# AWS Assignment

* Understanding the difference between AWS Regions, Availability Zones, and Edge Locations is crucial for designing performant, reliable, and cost-effective cloud-based applications—especially for data analysis and latency-sensitive workloads.

1. AWS Regions
Definition: A Region is a geographic area that contains multiple, physically separated and isolated Availability Zones.

Examples: us-east-1 (N. Virginia), eu-west-1 (Ireland), ap-southeast-1 (Singapore).

Purpose: Allows users to deploy applications close to their users or to meet legal and compliance requirements regarding data residency.

2. Availability Zones (AZs)
Definition: Each Region consists of 2 or more AZs, which are physically separate data centers within the same region.

Purpose: Designed for high availability and fault tolerance. If one AZ goes down (e.g., power outage), others can take over.

Use Case: Deploying services across multiple AZs improves resilience (e.g., RDS Multi-AZ deployments, EC2 auto-scaling groups).

3. Edge Locations
Definition: Edge Locations are data centers in major cities around the world used by AWS services like CloudFront (CDN) and Route 53 (DNS).

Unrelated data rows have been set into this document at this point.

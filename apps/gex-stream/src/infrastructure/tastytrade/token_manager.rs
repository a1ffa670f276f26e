//! Token Manager
//!
//! Produces non-expired access and streamer tokens, renewing them through
//! the Tastytrade OAuth endpoints ahead of expiry.
//!
//! # Renewal Flow
//!
//! 1. `POST {api}/oauth/token` with the refresh-token grant gives an access
//!    token and its `expires_in`
//! 2. `GET {api}/api-quote-tokens` with `Authorization: Bearer <access>` gives
//!    the streamer token (nominal 20 hour lifetime)
//!
//! # Single Flight
//!
//! Each token kind has its own async mutex. A caller that finds the cached
//! token stale takes the mutex and checks the cache again before refreshing,
//! so N concurrent callers observing the same stale token produce exactly
//! one HTTP request; the others wake up to the freshly stored value.

use std::sync::Arc;
use std::time::Duration;

use chrono::Utc;
use reqwest::{Client, StatusCode};
use serde::{Deserialize, Serialize};
use tokio::sync::{Mutex, OnceCell};

use super::token_store::{CachedToken, STREAMER_TOKEN_TTL, TokenKind, TokenStore};
use crate::application::ports::{Credential, CredentialProvider, StreamerTokenSource};
use crate::error::AuthError;
use crate::infrastructure::metrics;

/// Default Tastytrade API base URL.
pub const DEFAULT_API_URL: &str = "https://api.tastyworks.com";

/// Response bodies longer than this are cut in error messages.
const ERROR_BODY_LIMIT: usize = 256;

// =============================================================================
// Configuration
// =============================================================================

/// HTTP settings for the token endpoints.
#[derive(Debug, Clone)]
pub struct TokenManagerConfig {
    /// API base URL without trailing slash.
    pub api_url: String,
    /// Per-request timeout.
    pub request_timeout: Duration,
    /// `User-Agent` header sent on every request.
    pub user_agent: String,
}

impl Default for TokenManagerConfig {
    fn default() -> Self {
        Self {
            api_url: DEFAULT_API_URL.to_string(),
            request_timeout: Duration::from_secs(10),
            user_agent: concat!("gex-stream/", env!("CARGO_PKG_VERSION")).to_string(),
        }
    }
}

// =============================================================================
// Wire Types
// =============================================================================

#[derive(Serialize)]
struct RefreshGrant<'a> {
    grant_type: &'static str,
    refresh_token: &'a str,
    client_id: &'a str,
    client_secret: &'a str,
}

#[derive(Deserialize)]
struct AccessTokenResponse {
    access_token: Option<String>,
    expires_in: Option<u64>,
}

#[derive(Deserialize)]
struct QuoteTokenEnvelope {
    data: Option<QuoteTokenData>,
}

#[derive(Deserialize)]
struct QuoteTokenData {
    token: Option<String>,
}

// =============================================================================
// Token Manager
// =============================================================================

/// Access and streamer token lifecycle.
pub struct TokenManager {
    http: Client,
    config: TokenManagerConfig,
    provider: Arc<dyn CredentialProvider>,
    credential: OnceCell<Credential>,
    store: Arc<TokenStore>,
    access_flight: Mutex<()>,
    streamer_flight: Mutex<()>,
}

impl std::fmt::Debug for TokenManager {
    fn fmt(&self, f: &mut std::fmt::Formatter<'_>) -> std::fmt::Result {
        f.debug_struct("TokenManager")
            .field("api_url", &self.config.api_url)
            .field("store", &self.store.path())
            .finish_non_exhaustive()
    }
}

impl TokenManager {
    /// Create a manager.
    ///
    /// # Errors
    ///
    /// Returns `AuthError::Unreachable` if the HTTP client cannot be built.
    pub fn new(
        config: TokenManagerConfig,
        provider: Arc<dyn CredentialProvider>,
        store: Arc<TokenStore>,
    ) -> Result<Self, AuthError> {
        let http = Client::builder()
            .timeout(config.request_timeout)
            .user_agent(config.user_agent.clone())
            .build()
            .map_err(|e| AuthError::Unreachable(e.to_string()))?;

        Ok(Self {
            http,
            config,
            provider,
            credential: OnceCell::new(),
            store,
            access_flight: Mutex::new(()),
            streamer_flight: Mutex::new(()),
        })
    }

    /// Cached access token, renewed via the refresh-token grant when stale.
    ///
    /// # Errors
    ///
    /// - `InvalidCredential` on a 4xx response
    /// - `Unreachable` on network failure or 5xx
    /// - `MalformedResponse` when the token or TTL is missing
    /// - `Credential` when credentials cannot be resolved
    pub async fn get_access_token(&self) -> Result<CachedToken, AuthError> {
        if let Some(token) = self.store.valid(TokenKind::Access, Utc::now()) {
            return Ok(token);
        }

        let _flight = self.access_flight.lock().await;
        if let Some(token) = self.store.valid(TokenKind::Access, Utc::now()) {
            return Ok(token);
        }

        let result = self.refresh_access_token().await;
        metrics::record_token_renewal(TokenKind::Access.as_str(), result.is_ok());
        let token = result?;
        self.store.put(&token);

        tracing::info!(expires_at = %token.expires_at, "Access token renewed");
        Ok(token)
    }

    /// Cached streamer token, renewed via the quote-token endpoint when stale.
    ///
    /// # Errors
    ///
    /// Same as [`Self::get_access_token`].
    pub async fn get_streamer_token(&self) -> Result<CachedToken, AuthError> {
        if let Some(token) = self.store.valid(TokenKind::Streamer, Utc::now()) {
            return Ok(token);
        }

        let _flight = self.streamer_flight.lock().await;
        if let Some(token) = self.store.valid(TokenKind::Streamer, Utc::now()) {
            return Ok(token);
        }

        let result = self.request_quote_token().await;
        if let Err(AuthError::InvalidCredential { status, .. }) = &result
            && *status == StatusCode::UNAUTHORIZED.as_u16()
        {
            // revoked access token: drop it so the caller's next attempt starts fresh
            tracing::warn!("Quote token request unauthorized, dropping cached access token");
            self.invalidate(TokenKind::Access);
        }
        metrics::record_token_renewal(TokenKind::Streamer.as_str(), result.is_ok());
        let token = result?;
        self.store.put(&token);

        tracing::info!(expires_at = %token.expires_at, "Streamer token renewed");
        Ok(token)
    }

    /// Streamer token value, renewing only if needed. Safe to call concurrently.
    ///
    /// # Errors
    ///
    /// Same as [`Self::get_access_token`].
    pub async fn ensure_streamer_token(&self) -> Result<String, AuthError> {
        self.get_streamer_token().await.map(|token| token.value)
    }

    /// Drop the cached token of `kind`.
    pub fn invalidate(&self, kind: TokenKind) {
        tracing::debug!(kind = kind.as_str(), "Invalidating cached token");
        self.store.invalidate(kind);
    }

    // =========================================================================
    // HTTP
    // =========================================================================

    async fn credential(&self) -> Result<&Credential, AuthError> {
        self.credential
            .get_or_try_init(|| async { self.provider.get_credential() })
            .await
            .map_err(AuthError::from)
    }

    async fn refresh_access_token(&self) -> Result<CachedToken, AuthError> {
        let credential = self.credential().await?;
        let url = format!("{}/oauth/token", self.config.api_url);

        let response = self
            .http
            .post(&url)
            .json(&RefreshGrant {
                grant_type: "refresh_token",
                refresh_token: credential.refresh_token(),
                client_id: credential.client_id(),
                client_secret: credential.client_secret(),
            })
            .send()
            .await
            .map_err(|e| AuthError::Unreachable(e.to_string()))?;

        let body: AccessTokenResponse = read_json(response).await?;

        let value = body
            .access_token
            .filter(|token| !token.is_empty())
            .ok_or_else(|| AuthError::MalformedResponse("missing access_token".to_string()))?;
        let expires_in = body
            .expires_in
            .ok_or_else(|| AuthError::MalformedResponse("missing expires_in".to_string()))?;

        Ok(CachedToken::new(
            TokenKind::Access,
            value,
            Utc::now(),
            Duration::from_secs(expires_in),
        ))
    }

    async fn request_quote_token(&self) -> Result<CachedToken, AuthError> {
        let access = self.get_access_token().await?;
        let url = format!("{}/api-quote-tokens", self.config.api_url);

        let response = self
            .http
            .get(&url)
            .bearer_auth(&access.value)
            .send()
            .await
            .map_err(|e| AuthError::Unreachable(e.to_string()))?;

        let envelope: QuoteTokenEnvelope = read_json(response).await?;
        let value = envelope
            .data
            .and_then(|data| data.token)
            .filter(|token| !token.is_empty())
            .ok_or_else(|| AuthError::MalformedResponse("missing data.token".to_string()))?;

        Ok(CachedToken::new(
            TokenKind::Streamer,
            value,
            Utc::now(),
            STREAMER_TOKEN_TTL,
        ))
    }
}

/// Map the status class, then decode the body.
async fn read_json<T: serde::de::DeserializeOwned>(
    response: reqwest::Response,
) -> Result<T, AuthError> {
    let status = response.status();

    if status.is_client_error() {
        let body = response.text().await.unwrap_or_default();
        return Err(AuthError::InvalidCredential {
            status: status.as_u16(),
            message: truncate(&body),
        });
    }

    if !status.is_success() {
        return Err(AuthError::Unreachable(format!("HTTP {status}")));
    }

    let text = response
        .text()
        .await
        .map_err(|e| AuthError::Unreachable(e.to_string()))?;
    serde_json::from_str(&text).map_err(|e| AuthError::MalformedResponse(e.to_string()))
}

fn truncate(body: &str) -> String {
    body.chars().take(ERROR_BODY_LIMIT).collect()
}

#[async_trait::async_trait]
impl StreamerTokenSource for TokenManager {
    async fn streamer_token(&self) -> Result<String, AuthError> {
        self.ensure_streamer_token().await
    }

    async fn invalidate_streamer_token(&self) {
        self.invalidate(TokenKind::Streamer);
    }
}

Purpose: Deliver content and services closer to users, improving performance by reducing latency.

Use Case: Caching static assets (images, videos, etc.), accelerating API responses with CloudFront.

Why This Matters for Data Analysis & Latency-Sensitive Applications
Data Analysis
Region Choice: Select Regions where data is collected or where compliance rules apply.

AZ Use: For high availability in data pipelines (e.g., EMR clusters, Redshift, Glue).

Data Transfer Costs: Transferring data across Regions is expensive—keeping it in-region reduces cost and latency.

Latency-Sensitive Applications
Edge Locations: Serve content via CDN from nearest edge for millisecond latency.

Regions: Choose a region geographically close to your users for real-time systems (e.g., live analytics, gaming).

AZs: Deploy across AZs to ensure that an outage doesn’t affect performance.

* aws ec2 describe-regions --all-regions --query "Regions[*].RegionName" --output table

 Explanation:
aws ec2 describe-regions: Retrieves information about all EC2 regions.

--all-regions: Includes all regions, even those not enabled by default in your account.

--query "Regions[*].RegionName": Filters the output to only show the region names.

--output table: Formats the output as a readable table (you can also use json or text).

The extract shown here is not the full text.